[Stored data entries]
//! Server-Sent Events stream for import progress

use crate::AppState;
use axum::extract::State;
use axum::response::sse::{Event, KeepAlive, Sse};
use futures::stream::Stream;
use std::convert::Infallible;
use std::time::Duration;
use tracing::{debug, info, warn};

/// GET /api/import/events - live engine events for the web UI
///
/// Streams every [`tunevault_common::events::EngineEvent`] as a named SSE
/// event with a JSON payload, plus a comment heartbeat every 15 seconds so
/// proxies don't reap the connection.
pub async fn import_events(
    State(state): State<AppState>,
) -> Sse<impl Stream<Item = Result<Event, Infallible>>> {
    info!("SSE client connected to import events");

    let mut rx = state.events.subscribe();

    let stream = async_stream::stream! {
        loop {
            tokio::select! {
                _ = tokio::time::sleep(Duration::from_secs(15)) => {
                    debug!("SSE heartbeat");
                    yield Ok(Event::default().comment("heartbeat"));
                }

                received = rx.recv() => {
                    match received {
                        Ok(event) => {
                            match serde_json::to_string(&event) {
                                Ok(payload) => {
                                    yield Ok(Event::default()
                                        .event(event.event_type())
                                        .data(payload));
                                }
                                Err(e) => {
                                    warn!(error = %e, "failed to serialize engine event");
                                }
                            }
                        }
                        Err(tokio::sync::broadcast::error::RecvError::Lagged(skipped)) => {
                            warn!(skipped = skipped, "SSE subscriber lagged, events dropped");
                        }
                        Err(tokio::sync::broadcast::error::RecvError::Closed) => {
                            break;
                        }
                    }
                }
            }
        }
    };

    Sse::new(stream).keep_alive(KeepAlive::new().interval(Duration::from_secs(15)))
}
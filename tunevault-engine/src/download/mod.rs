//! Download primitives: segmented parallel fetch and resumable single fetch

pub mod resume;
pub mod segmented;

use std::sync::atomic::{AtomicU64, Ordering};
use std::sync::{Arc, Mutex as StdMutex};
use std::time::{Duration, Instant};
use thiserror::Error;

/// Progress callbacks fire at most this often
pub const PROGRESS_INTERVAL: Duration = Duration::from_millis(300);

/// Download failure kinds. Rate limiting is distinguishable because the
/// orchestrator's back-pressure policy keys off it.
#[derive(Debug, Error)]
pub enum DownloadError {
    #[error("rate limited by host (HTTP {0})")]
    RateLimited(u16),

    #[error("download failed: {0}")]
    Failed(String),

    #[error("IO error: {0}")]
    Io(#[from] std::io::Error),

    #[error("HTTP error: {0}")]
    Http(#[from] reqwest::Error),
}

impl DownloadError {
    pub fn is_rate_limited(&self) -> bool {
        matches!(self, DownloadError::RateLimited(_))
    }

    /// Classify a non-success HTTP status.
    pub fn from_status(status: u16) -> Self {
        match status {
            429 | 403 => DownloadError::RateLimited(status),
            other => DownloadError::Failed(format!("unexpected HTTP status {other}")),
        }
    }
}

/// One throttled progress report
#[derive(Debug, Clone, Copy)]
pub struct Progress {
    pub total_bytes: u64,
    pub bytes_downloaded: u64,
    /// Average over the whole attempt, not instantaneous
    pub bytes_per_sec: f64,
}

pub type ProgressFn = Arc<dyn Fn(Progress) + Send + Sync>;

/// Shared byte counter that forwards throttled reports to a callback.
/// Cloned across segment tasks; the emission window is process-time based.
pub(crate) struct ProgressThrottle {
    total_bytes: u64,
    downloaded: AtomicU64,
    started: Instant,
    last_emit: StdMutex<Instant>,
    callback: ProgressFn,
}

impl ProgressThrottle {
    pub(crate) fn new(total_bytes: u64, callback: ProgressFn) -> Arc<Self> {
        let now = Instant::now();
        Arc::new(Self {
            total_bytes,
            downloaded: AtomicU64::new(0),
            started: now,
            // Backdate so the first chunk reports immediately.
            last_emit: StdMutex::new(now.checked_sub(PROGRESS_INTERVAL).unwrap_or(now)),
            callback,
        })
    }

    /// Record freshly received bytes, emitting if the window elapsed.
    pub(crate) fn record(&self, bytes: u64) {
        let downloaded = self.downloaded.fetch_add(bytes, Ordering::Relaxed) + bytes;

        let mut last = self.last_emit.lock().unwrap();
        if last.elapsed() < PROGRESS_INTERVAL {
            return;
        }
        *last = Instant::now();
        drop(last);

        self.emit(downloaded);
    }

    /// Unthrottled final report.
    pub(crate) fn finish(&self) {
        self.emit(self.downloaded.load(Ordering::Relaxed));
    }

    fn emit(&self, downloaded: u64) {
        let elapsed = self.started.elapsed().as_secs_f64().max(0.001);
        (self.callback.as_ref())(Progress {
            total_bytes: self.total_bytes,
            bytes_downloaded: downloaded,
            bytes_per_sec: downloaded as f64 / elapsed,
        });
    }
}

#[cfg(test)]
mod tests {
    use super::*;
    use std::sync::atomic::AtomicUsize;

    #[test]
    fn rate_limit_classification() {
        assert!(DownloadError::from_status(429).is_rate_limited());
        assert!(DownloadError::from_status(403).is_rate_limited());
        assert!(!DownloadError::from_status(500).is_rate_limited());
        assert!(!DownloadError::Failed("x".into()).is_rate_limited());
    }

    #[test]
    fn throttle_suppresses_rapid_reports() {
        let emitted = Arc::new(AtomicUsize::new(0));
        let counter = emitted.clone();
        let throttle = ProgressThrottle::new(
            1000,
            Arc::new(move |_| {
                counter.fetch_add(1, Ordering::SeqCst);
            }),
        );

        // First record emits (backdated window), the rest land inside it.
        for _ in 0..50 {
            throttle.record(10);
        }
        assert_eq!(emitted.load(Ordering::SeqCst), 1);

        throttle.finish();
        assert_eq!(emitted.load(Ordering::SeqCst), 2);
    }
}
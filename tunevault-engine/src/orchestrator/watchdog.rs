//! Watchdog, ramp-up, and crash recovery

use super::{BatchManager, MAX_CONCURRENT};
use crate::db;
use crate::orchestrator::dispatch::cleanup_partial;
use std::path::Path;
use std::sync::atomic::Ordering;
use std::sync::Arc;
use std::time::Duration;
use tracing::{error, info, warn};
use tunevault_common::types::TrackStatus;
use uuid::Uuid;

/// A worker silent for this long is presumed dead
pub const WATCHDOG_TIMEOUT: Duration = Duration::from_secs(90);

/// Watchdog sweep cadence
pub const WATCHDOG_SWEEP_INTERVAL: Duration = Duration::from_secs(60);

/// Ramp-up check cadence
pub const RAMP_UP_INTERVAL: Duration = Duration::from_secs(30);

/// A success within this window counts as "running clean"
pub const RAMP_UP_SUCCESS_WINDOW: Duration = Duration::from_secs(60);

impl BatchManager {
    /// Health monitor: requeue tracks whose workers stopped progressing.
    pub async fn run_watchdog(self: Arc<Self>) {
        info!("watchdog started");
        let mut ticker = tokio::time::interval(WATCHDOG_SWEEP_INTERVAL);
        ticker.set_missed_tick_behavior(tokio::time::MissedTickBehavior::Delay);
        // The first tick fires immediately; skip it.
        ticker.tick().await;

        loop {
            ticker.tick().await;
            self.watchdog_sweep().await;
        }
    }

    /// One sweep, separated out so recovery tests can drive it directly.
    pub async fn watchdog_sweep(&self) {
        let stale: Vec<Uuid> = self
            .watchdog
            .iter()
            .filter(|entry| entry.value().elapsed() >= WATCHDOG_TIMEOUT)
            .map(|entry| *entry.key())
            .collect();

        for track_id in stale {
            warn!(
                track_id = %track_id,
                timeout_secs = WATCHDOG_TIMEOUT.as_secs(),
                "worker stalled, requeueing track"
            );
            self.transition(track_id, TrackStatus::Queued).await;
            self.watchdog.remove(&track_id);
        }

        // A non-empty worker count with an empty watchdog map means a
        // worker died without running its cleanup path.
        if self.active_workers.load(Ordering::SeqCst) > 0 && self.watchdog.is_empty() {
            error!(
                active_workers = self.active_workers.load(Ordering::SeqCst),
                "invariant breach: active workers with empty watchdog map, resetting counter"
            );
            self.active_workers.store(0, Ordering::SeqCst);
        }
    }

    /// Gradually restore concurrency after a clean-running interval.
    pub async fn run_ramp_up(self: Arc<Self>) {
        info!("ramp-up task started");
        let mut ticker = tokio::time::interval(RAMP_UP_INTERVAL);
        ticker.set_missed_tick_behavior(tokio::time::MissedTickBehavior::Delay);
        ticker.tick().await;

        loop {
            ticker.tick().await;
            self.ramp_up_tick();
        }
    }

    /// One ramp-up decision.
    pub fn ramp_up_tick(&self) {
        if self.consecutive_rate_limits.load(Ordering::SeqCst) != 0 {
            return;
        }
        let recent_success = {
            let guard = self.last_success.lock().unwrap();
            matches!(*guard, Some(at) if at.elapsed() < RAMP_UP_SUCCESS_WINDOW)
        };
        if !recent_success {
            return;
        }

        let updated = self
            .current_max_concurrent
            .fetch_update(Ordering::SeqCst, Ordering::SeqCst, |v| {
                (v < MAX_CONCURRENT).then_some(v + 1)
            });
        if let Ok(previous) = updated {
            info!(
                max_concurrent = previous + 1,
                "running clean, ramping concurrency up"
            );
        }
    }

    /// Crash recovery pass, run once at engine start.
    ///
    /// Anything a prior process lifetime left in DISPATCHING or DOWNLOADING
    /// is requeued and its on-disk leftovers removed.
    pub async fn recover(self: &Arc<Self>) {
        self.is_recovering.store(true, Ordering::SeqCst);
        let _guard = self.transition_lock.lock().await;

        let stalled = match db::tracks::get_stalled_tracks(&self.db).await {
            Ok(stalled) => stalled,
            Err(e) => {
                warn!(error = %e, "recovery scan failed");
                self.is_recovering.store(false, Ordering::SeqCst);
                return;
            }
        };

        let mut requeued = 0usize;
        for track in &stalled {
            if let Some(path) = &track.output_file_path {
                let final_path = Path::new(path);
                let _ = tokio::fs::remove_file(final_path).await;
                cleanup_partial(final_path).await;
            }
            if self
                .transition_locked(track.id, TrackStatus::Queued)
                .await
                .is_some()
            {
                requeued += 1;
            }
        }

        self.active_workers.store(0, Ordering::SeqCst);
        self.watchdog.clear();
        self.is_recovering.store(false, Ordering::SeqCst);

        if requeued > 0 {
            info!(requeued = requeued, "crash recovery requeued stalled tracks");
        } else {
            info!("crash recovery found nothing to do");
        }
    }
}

- [Task]
Once you have found every line above holding the word "started", copy those lines.

- [Solution to this exercise]
    started: Instant,
            started: now,
        let elapsed = self.started.elapsed().as_secs_f64().max(0.001);
        info!("watchdog started");
        info!("ramp-up task started");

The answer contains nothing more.